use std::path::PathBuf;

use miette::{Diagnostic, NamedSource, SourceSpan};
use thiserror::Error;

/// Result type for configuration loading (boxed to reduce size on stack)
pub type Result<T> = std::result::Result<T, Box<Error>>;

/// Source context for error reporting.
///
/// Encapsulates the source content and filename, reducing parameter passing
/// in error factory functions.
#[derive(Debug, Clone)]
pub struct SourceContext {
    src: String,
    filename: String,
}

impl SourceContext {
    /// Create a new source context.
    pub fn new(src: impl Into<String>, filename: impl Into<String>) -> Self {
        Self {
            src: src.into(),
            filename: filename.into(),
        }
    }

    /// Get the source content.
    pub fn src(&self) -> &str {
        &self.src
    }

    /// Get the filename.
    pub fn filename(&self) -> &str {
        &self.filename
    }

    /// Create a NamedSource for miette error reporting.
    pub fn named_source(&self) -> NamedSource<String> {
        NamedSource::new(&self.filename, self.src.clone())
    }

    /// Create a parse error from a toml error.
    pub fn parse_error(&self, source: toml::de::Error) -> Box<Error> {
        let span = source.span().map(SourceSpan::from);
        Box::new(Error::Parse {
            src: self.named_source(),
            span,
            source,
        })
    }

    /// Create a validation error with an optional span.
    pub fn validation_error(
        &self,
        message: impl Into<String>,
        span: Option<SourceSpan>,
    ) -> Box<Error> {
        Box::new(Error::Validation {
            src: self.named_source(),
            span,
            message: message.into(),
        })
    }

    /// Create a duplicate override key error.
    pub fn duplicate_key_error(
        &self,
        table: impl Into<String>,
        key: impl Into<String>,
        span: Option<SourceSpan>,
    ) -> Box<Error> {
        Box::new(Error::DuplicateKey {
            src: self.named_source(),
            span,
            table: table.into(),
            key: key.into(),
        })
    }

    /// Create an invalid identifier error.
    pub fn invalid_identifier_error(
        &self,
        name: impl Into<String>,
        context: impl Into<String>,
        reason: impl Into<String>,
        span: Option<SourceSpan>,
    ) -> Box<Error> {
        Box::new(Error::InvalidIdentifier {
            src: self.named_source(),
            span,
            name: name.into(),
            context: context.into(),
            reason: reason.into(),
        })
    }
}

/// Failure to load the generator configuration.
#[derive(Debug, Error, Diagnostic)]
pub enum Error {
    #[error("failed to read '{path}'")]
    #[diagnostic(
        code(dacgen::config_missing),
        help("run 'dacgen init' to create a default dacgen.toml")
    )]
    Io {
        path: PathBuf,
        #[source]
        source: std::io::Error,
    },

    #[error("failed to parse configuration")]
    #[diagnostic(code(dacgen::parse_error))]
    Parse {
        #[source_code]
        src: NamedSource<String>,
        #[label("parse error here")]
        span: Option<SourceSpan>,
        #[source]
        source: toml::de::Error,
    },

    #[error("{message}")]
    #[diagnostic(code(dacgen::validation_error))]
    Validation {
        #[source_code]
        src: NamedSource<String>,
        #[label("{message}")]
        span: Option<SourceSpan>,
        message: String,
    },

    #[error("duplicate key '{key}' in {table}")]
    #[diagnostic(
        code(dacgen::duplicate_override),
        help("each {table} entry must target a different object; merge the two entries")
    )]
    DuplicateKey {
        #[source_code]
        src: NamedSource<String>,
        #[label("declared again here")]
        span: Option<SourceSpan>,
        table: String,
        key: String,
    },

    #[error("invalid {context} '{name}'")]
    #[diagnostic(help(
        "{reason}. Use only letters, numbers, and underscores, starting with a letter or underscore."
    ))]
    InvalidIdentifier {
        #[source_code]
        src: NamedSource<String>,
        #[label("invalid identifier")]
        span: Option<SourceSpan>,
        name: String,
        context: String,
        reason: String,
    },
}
----------------------------------------
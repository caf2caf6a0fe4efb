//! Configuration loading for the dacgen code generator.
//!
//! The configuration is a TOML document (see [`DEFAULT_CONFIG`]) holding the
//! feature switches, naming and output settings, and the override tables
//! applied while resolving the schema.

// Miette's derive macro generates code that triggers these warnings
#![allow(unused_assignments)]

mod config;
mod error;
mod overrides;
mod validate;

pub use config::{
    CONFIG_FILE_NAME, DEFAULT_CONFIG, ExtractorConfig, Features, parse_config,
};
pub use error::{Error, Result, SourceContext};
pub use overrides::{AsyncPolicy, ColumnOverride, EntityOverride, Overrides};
----------------------------------------
### TASK DESCRIPTION
Starting at the line above that holds "use std::path::PathBuf;" and ending at the line that holds "the source content.", transcribe each line exactly and include no other lines.

### SOLUTION FOR THIS PROBLEM
use std::path::PathBuf;

use miette::{Diagnostic, NamedSource, SourceSpan};
use thiserror::Error;

/// Result type for configuration loading (boxed to reduce size on stack)
pub type Result<T> = std::result::Result<T, Box<Error>>;

/// Source context for error reporting.
///
/// Encapsulates the source content and filename, reducing parameter passing
/// in error factory functions.
#[derive(Debug, Clone)]
pub struct SourceContext {
    src: String,
    filename: String,
}

impl SourceContext {
    /// Create a new source context.
    pub fn new(src: impl Into<String>, filename: impl Into<String>) -> Self {
        Self {
            src: src.into(),
            filename: filename.into(),
        }
    }

    /// Get the source content.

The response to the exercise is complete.